Robert Bosch Hospital in Stuttgart has introduced the electronic medication module AiDKlinik to improve medication safety.

The tool offers sophisticated medication alerts, for example warnings in case of clinically relevant interactions and dosing aids for children or patients with impaired renal function.

The software was developed by ‘Dosing’, a spin-off of Heidelberg University. “We started testing it in October 2007. Doctors have been using it heavily since then, and so we decided to make it available in all departments,” said Dominik Alscher, head of internal medicine at Robert Bosch.

Among the advantages of the new tool is its usability, said Alscher when talking to E-Health Europe. “The software was developed not by technicians but by practitioners.

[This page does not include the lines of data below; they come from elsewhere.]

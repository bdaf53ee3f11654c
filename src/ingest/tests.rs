use super::*;
use crate::database::VectorStore;
use tempfile::TempDir;

async fn test_store(dir: &TempDir) -> VectorStore {
    VectorStore::open(&dir.path().join("rag.db"), 16)
        .await
        .expect("open store")
}

fn options(chunk_chars: usize) -> IngestOptions {
    IngestOptions {
        chunk_chars,
        pdf_text_dir: None,
    }
}

#[tokio::test]
async fn ingest_plain_text_file() {
    let temp_dir = TempDir::new().expect("temp dir");
    let mut store = test_store(&temp_dir).await;

    let path = temp_dir.path().join("notes.txt");
    tokio::fs::write(&path, "alpha beta").await.expect("write");

    let outcome = ingest_file(&mut store, &path, &options(64))
        .await
        .expect("ingest");
    assert_eq!(outcome.filename, "notes.txt");
    assert_eq!(outcome.mime, "text/plain");
    assert_eq!(outcome.chunk_count, 1);
    assert_eq!(store.doc_count(), 1);
}

#[tokio::test]
async fn ingest_normalizes_legacy_encoding() {
    let temp_dir = TempDir::new().expect("temp dir");
    let mut store = test_store(&temp_dir).await;

    // "中文" in GBK
    let path = temp_dir.path().join("legacy.txt");
    tokio::fs::write(&path, [0xD6, 0xD0, 0xCE, 0xC4])
        .await
        .expect("write");

    let outcome = ingest_file(&mut store, &path, &options(64))
        .await
        .expect("ingest");
    let (_, chunks) = store
        .get_document_chunks(outcome.doc_id)
        .await
        .expect("chunks");
    assert_eq!(chunks[0].text, "中文");
}

#[tokio::test]
async fn unsupported_extension_is_rejected() {
    let temp_dir = TempDir::new().expect("temp dir");
    let mut store = test_store(&temp_dir).await;

    let path = temp_dir.path().join("image.png");
    tokio::fs::write(&path, b"not text").await.expect("write");

    let err = ingest_file(&mut store, &path, &options(64))
        .await
        .expect_err("must reject");
    assert!(matches!(err, crate::RagError::InvalidRequest(_)));
}

#[tokio::test]
async fn empty_file_is_refused() {
    let temp_dir = TempDir::new().expect("temp dir");
    let mut store = test_store(&temp_dir).await;

    let path = temp_dir.path().join("empty.txt");
    tokio::fs::write(&path, "   \n ").await.expect("write");

    assert!(ingest_file(&mut store, &path, &options(64)).await.is_err());
    assert_eq!(store.doc_count(), 0);
}

#[tokio::test]
async fn seed_skips_bad_files_and_reports_them() {
    let temp_dir = TempDir::new().expect("temp dir");
    let mut store = test_store(&temp_dir).await;

    let docs = temp_dir.path().join("docs");
    tokio::fs::create_dir_all(&docs).await.expect("mkdir");
    tokio::fs::write(docs.join("good.txt"), "useful words")
        .await
        .expect("write");
    tokio::fs::write(docs.join("blank.txt"), "  ")
        .await
        .expect("write");
    tokio::fs::write(docs.join("skipped.png"), b"binary")
        .await
        .expect("write");

    let report = seed_directory(&mut store, &docs, &options(64))
        .await
        .expect("seed");
    assert_eq!(report.ingested, 1);
    assert!(report
        .trace
        .iter()
        .any(|line| line.contains("blank.txt") && line.contains("failed")));
    assert_eq!(store.doc_count(), 1);
}

#[tokio::test]
async fn seed_ignores_nested_directories() {
    let temp_dir = TempDir::new().expect("temp dir");
    let mut store = test_store(&temp_dir).await;

    let docs = temp_dir.path().join("docs");
    let nested = docs.join("nested");
    tokio::fs::create_dir_all(&nested).await.expect("mkdir");
    tokio::fs::write(docs.join("top.txt"), "top level")
        .await
        .expect("write");
    tokio::fs::write(nested.join("deep.txt"), "nested file")
        .await
        .expect("write");

    let report = seed_directory(&mut store, &docs, &options(64))
        .await
        .expect("seed");
    assert_eq!(report.ingested, 1);
}

#[tokio::test]
async fn missing_seed_directory_is_not_found() {
    let temp_dir = TempDir::new().expect("temp dir");
    let mut store = test_store(&temp_dir).await;
    let missing = temp_dir.path().join("nope");
    assert!(matches!(
        seed_directory(&mut store, &missing, &options(64)).await,
        Err(crate::RagError::NotFound(_))
    ));
}

#[test]
fn sidecar_names_resolve_collisions() {
    let temp_dir = TempDir::new().expect("temp dir");
    let dir = temp_dir.path();

    let first = next_free_sidecar_path(dir, "report");
    assert_eq!(first, dir.join("report.txt"));
    std::fs::write(&first, "x").expect("write");

    let second = next_free_sidecar_path(dir, "report");
    assert_eq!(second, dir.join("report_1.txt"));
    std::fs::write(&second, "x").expect("write");

    let third = next_free_sidecar_path(dir, "report");
    assert_eq!(third, dir.join("report_2.txt"));
}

It really can be used in every day work without any difficulties.” It is not too expensive, either: a hospital with 300 beds will have to pay around €13,000 a year.

Robert Bosch Hospital is the latest in a number of large German hospitals that have recently decided to use AiDKlinik. “Among them is Frankfurt University Hospital, Freiburg University Hospital and Hannover University Hospital,” said Michael Basen of dmc digital media center, the distributing partner for the tool.

Basen added that in almost all hospitals, AiDKlinik runs as stand alone software. “We offer all that is needed to integrate the solution into electronic order entry systems. But the reality is that there is almost no hospital in Germany at the moment that is working with electronic medication order entry.”

Things might be changing, though. Several university hospitals are currently introducing electronic order entry in their critical care units. “In Heidelberg, for example, electronic order entry will become part of the ward’s ‘Cobra’ information system in due course. This means that AiDKlinik can be fully integrated into the prescription process there,” Basen told E-Health Europe.

AiDKlinik is one out of several medication modules that have popped up in the German speaking countries in recent times. What these new tools have in common is that they do not rely exclusively on standard medication databases, but incorporate expert knowledge to generate clinically relevant warnings.

AiDKlinik is backed by Walter Haefeli, head of pharmacology at Heidelberg University. Among the competitors is Rpdoc, backed by Daniel Grandt, a leading medication specialist at Saarbrücken Hospital, and TheraOpt, backed by the former head of pharmacology of Hannover University, Jürgen Frölich.

That the two companies ‘dmc’ and ‘Dosing’ managed to win Robert Bosch Hospital as a new customer is interesting because the Stuttgart-based hospital is increasingly seen as one of the key hospital players in the emerging German e-health market. Together with its mother company, Robert Bosch, and with ICW, it is running a telemedical callcenter for cardiac patients in the context of the “Partnership for the heart” project.

For Robert Bosch Hospital, AiDKlinik is just one step on a broader journey towards a hospital-wide network of electronic decision support for doctors. “For example, we are planning to incorporate parts of AiDKlinik into a software tool for capturing the patient history,” Alscher told E-Health Europe. This would mean that a patient’s medication could already be checked before the patient actually sees a doctor.